The revolution had already begun. Seven years later the Car was murdered. He and his wife and his children , the family doctor and the servants were shot.  The reign of terror had spread into Europe where it would remain for a long long time.  Lev Davidovich Bronshtein was a leading terrorist in Europe and in North Amerika.  Marijan, a cousin x number of time removed related tales of the battles fought in Brownsville between the colors.  They were the "Reds" and the "Whites" who were associated with Bronshtein, or Trotsky as he was also known.  Marijan worked for the Amerikanski government but in Teksas he was on his own for the most part.  Several times he found himself caught between the parties whereupon he had to shoot his way out.
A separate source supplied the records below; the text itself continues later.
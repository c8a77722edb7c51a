//! Database schema definitions
//!
//! Three tables: crawl sessions, the append-only scrape-error log, and the
//! deduplicated church directory.

/// SQL schema for the database
pub const SCHEMA_SQL: &str = r#"
-- One row per crawl session
CREATE TABLE IF NOT EXISTS sessions (
    id TEXT PRIMARY KEY,
    status TEXT NOT NULL,
    started_at TEXT NOT NULL,
    finished_at TEXT,
    config_hash TEXT NOT NULL,
    options_snapshot TEXT NOT NULL,
    error_message TEXT,
    found INTEGER NOT NULL DEFAULT 0,
    new_count INTEGER NOT NULL DEFAULT 0,
    duplicate_count INTEGER NOT NULL DEFAULT 0,
    updated_count INTEGER NOT NULL DEFAULT 0,
    error_count INTEGER NOT NULL DEFAULT 0
);

CREATE INDEX IF NOT EXISTS idx_sessions_started ON sessions(started_at);

-- Append-only failure log
CREATE TABLE IF NOT EXISTS scrape_errors (
    id INTEGER PRIMARY KEY AUTOINCREMENT,
    session_id TEXT NOT NULL REFERENCES sessions(id),
    source TEXT NOT NULL,
    url TEXT,
    kind TEXT NOT NULL,
    message TEXT NOT NULL,
    occurred_at TEXT NOT NULL
);

CREATE INDEX IF NOT EXISTS idx_scrape_errors_session ON scrape_errors(session_id);

-- Deduplicated directory, one row per identity key
CREATE TABLE IF NOT EXISTS churches (
    id INTEGER PRIMARY KEY AUTOINCREMENT,
    name TEXT NOT NULL,
    jurisdiction TEXT NOT NULL,
    address TEXT,
    city TEXT,
    state TEXT,
    zip_code TEXT,
    clergy_contact TEXT,
    website TEXT,
    contact_phone TEXT,
    contact_email TEXT,
    search_keywords TEXT NOT NULL DEFAULT '',
    source_url TEXT,
    dedup_key TEXT NOT NULL UNIQUE,
    first_session_id TEXT NOT NULL,
    last_session_id TEXT NOT NULL,
    created_at TEXT NOT NULL,
    updated_at TEXT NOT NULL
);

CREATE INDEX IF NOT EXISTS idx_churches_jurisdiction ON churches(jurisdiction);
CREATE INDEX IF NOT EXISTS idx_churches_state ON churches(state);
CREATE INDEX IF NOT EXISTS idx_churches_city ON churches(city);
"#;

/// Initializes the database schema
///
/// # Arguments
///
/// * `conn` - The database connection
///
/// # Returns
///
/// * `Ok(())` - Schema initialized successfully
/// * `Err(rusqlite::Error)` - Failed to initialize schema
pub fn initialize_schema(conn: &rusqlite::Connection) -> Result<(), rusqlite::Error> {
    conn.execute_batch(SCHEMA_SQL)?;
    Ok(())
}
Once he was assigned to "lose" rifles and cartridges across the border.  The Federales took some exception to that. He and his partner found themselves trapped on the Mexican side with the sheer cliffs leading to the Rio Bravo descending at their back and the Mexican Federal army at the fore.  There was nothing to do, he said, except to shoot his way out.  Marijan told me that he was assigned by the United States Secret Service to Francisco Villa, to protect the man at the same time General Pershing was supposedly hunting the man.  I might have dismissed his stories as the wild stories of an old man except the University of Texas mounted an expedition to the location he gave for this particular adventure.  There in the desert were the remnants of many Mexican uniforms, and an unmistakable pile of spent brass cartridges where Marijan had made his stand.
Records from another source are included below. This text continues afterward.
//! Church records as they move through a session
//!
//! A [`CandidateRecord`] is what a source emits; after cleaning, validation and
//! classification it becomes (or merges into) a persisted [`ChurchRecord`].

mod clean;
mod key;

pub use clean::{clean_candidate, generate_search_keywords};
pub use key::{dedup_key, normalize_component};

use chrono::{DateTime, Utc};
use serde::{Deserialize, Serialize};

/// Raw entity extracted by a source, before validation and deduplication
#[derive(Debug, Clone, Default, PartialEq, Eq, Serialize, Deserialize)]
pub struct CandidateRecord {
    /// Identifier of the source that produced this candidate
    pub source_id: String,
    pub name: String,
    pub jurisdiction: String,
    pub address: Option<String>,
    pub city: Option<String>,
    pub state: Option<String>,
    pub zip_code: Option<String>,
    pub clergy_contact: Option<String>,
    pub website: Option<String>,
    pub contact_phone: Option<String>,
    pub contact_email: Option<String>,
    /// Page the candidate was found on
    pub source_url: Option<String>,
}

impl CandidateRecord {
    pub fn new(source_id: &str, name: &str, jurisdiction: &str) -> Self {
        Self {
            source_id: source_id.to_string(),
            name: name.to_string(),
            jurisdiction: jurisdiction.to_string(),
            ..Default::default()
        }
    }

    /// Normalized identity of this candidate
    pub fn dedup_key(&self) -> String {
        dedup_key(
            &self.jurisdiction,
            &self.name,
            self.city.as_deref(),
            self.state.as_deref(),
        )
    }
}

/// A persisted church, unique by `dedup_key`
#[derive(Debug, Clone, PartialEq, Eq, Serialize, Deserialize)]
pub struct ChurchRecord {
    /// Row id; 0 until the record has been stored
    pub id: i64,
    pub name: String,
    pub jurisdiction: String,
    pub address: Option<String>,
    pub city: Option<String>,
    pub state: Option<String>,
    pub zip_code: Option<String>,
    pub clergy_contact: Option<String>,
    pub website: Option<String>,
    pub contact_phone: Option<String>,
    pub contact_email: Option<String>,
    pub search_keywords: String,
    /// Page the record was first seen on
    pub source_url: Option<String>,
    pub dedup_key: String,
    pub first_session_id: String,
    pub last_session_id: String,
    pub created_at: DateTime<Utc>,
    pub updated_at: DateTime<Utc>,
}

impl ChurchRecord {
    /// Builds a fresh record from a cleaned candidate seen in `session_id`
    pub fn from_candidate(candidate: &CandidateRecord, session_id: &str) -> Self {
        let now = Utc::now();
        let mut record = Self {
            id: 0,
            name: candidate.name.clone(),
            jurisdiction: candidate.jurisdiction.clone(),
            address: candidate.address.clone(),
            city: candidate.city.clone(),
            state: candidate.state.clone(),
            zip_code: candidate.zip_code.clone(),
            clergy_contact: candidate.clergy_contact.clone(),
            website: candidate.website.clone(),
            contact_phone: candidate.contact_phone.clone(),
            contact_email: candidate.contact_email.clone(),
            search_keywords: String::new(),
            source_url: candidate.source_url.clone(),
            dedup_key: candidate.dedup_key(),
            first_session_id: session_id.to_string(),
            last_session_id: session_id.to_string(),
            created_at: now,
            updated_at: now,
        };
        record.refresh_keywords();
        record
    }

    /// Recomputes `search_keywords` from the identity fields
    pub fn refresh_keywords(&mut self) {
        self.search_keywords = generate_search_keywords(
            &self.name,
            self.city.as_deref(),
            self.state.as_deref(),
            &self.jurisdiction,
        );
    }
}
Adelita.  A song of the Mexican revolution.  Adelita - a song of the Russian Revolution.  Adelita was a favorite of the Serbian communists as well.  Hmmmm, and no wonder, the practice for the Russian revolution took place right here on the border between Teksas and Tamalipas.  I've been planning to do a video of the song Adelita.  Soon, soon I will do that.

Oh, Bronshtein?  Jaime Ramón Mercader del Río Hernández killed him on 20 August 1940 in Mexico. His aunt is buried underneath the altar of a church here.  Her name was Adelita.  That's all I'm saying. 
Štít legionárov is no longer Štít legionárov, nor is it Stalinov Štít, nor is it in Austria nor Hungary, nor Czechoslovakia, nor Poland any more.  (Did they move the blooming mountain? hehe) Never-the-less, the mountain is still the Kotol.  The mountain is the Cauldron and it will always be so as long as anyone sings "ona orah hory, hikori san" and daffodils bloom.